GOAL OF THE EXERCISE:
Scan the records below for the line containing "assert!(session.is_empty());" and the line containing "use async_trait::async_trait;". Copy both, plus every line between, exactly.

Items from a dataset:
▼

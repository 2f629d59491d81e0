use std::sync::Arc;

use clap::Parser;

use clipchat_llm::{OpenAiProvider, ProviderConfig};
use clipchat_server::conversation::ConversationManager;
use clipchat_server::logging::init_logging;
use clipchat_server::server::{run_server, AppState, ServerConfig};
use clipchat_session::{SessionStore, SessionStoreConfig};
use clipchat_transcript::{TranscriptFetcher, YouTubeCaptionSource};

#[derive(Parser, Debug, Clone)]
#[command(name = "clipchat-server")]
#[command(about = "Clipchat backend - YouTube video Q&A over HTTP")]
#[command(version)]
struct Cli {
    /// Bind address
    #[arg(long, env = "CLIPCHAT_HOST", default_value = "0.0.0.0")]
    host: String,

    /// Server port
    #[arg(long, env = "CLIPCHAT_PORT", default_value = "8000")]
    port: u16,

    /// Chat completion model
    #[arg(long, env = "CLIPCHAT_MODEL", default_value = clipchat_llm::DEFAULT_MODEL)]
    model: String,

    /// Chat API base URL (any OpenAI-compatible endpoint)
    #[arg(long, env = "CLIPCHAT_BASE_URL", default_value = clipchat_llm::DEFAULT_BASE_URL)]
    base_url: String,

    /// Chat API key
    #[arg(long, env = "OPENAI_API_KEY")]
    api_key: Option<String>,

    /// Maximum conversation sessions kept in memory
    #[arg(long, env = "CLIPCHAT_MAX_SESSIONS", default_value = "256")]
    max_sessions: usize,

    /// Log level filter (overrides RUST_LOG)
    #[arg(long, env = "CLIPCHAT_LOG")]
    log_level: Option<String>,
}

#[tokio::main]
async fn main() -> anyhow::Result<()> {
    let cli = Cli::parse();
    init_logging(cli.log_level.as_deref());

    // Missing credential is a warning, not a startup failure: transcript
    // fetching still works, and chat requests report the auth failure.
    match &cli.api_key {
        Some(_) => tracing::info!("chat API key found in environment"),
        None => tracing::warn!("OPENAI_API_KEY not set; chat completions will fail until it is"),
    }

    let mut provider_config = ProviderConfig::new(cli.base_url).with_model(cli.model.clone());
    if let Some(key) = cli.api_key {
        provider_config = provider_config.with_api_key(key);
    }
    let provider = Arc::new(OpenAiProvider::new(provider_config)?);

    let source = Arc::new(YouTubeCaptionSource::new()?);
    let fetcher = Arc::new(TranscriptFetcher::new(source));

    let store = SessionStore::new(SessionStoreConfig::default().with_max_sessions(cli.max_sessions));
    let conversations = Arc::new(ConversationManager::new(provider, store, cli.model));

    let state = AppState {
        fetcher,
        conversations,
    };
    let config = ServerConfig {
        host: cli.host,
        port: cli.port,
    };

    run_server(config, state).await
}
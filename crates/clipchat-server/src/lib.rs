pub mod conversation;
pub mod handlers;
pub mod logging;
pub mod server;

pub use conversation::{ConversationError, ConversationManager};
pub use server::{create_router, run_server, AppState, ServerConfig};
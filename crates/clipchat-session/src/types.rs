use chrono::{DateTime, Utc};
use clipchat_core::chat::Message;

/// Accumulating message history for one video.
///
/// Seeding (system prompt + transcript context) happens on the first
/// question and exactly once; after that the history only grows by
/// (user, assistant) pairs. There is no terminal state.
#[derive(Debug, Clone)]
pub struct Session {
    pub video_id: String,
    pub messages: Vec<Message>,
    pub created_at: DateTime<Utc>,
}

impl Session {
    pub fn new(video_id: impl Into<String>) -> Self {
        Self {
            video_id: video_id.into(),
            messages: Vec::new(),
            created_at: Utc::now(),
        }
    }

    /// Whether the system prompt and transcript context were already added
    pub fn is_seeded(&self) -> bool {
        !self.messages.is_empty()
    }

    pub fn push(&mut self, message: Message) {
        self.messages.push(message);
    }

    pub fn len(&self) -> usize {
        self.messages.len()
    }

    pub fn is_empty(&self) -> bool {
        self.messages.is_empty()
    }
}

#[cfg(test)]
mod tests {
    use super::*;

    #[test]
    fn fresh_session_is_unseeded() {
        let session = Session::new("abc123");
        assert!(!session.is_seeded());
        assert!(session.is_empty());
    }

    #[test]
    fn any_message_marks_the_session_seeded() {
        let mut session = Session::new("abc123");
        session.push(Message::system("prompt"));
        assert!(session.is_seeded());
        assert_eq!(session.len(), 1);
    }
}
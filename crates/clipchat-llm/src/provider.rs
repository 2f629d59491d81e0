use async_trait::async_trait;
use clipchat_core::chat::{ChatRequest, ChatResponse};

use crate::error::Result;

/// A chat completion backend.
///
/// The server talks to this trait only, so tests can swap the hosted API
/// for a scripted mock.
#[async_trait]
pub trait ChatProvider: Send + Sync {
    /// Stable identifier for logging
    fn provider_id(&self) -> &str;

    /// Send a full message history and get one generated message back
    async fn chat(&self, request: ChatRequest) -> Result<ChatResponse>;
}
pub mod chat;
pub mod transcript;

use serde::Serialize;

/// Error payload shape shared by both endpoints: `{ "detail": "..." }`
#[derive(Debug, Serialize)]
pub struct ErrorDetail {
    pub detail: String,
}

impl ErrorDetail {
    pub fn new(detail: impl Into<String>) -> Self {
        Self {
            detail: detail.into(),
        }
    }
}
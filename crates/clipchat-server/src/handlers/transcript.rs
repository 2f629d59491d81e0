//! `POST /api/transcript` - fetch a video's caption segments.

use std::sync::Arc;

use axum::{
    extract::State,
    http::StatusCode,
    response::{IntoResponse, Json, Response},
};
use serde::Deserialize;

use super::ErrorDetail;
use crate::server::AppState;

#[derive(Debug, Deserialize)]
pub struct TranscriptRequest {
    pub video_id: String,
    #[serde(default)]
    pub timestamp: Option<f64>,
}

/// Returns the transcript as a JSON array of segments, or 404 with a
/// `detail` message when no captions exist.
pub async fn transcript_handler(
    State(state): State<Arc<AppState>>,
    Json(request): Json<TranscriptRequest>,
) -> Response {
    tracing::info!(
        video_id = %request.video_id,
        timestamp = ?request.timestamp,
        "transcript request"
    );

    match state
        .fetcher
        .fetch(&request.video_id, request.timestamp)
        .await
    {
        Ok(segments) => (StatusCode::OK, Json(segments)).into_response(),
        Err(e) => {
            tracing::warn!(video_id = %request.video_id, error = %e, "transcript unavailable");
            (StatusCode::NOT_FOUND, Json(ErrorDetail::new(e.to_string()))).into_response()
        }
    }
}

▲

EXERCISE RESPONSE:
        assert!(session.is_empty());
    }

    #[test]
    fn any_message_marks_the_session_seeded() {
        let mut session = Session::new("abc123");
        session.push(Message::system("prompt"));
        assert!(session.is_seeded());
        assert_eq!(session.len(), 1);
    }
}
filename crates/clipchat-llm/src/provider.rs
repository 2f629d59491d81e0
use async_trait::async_trait;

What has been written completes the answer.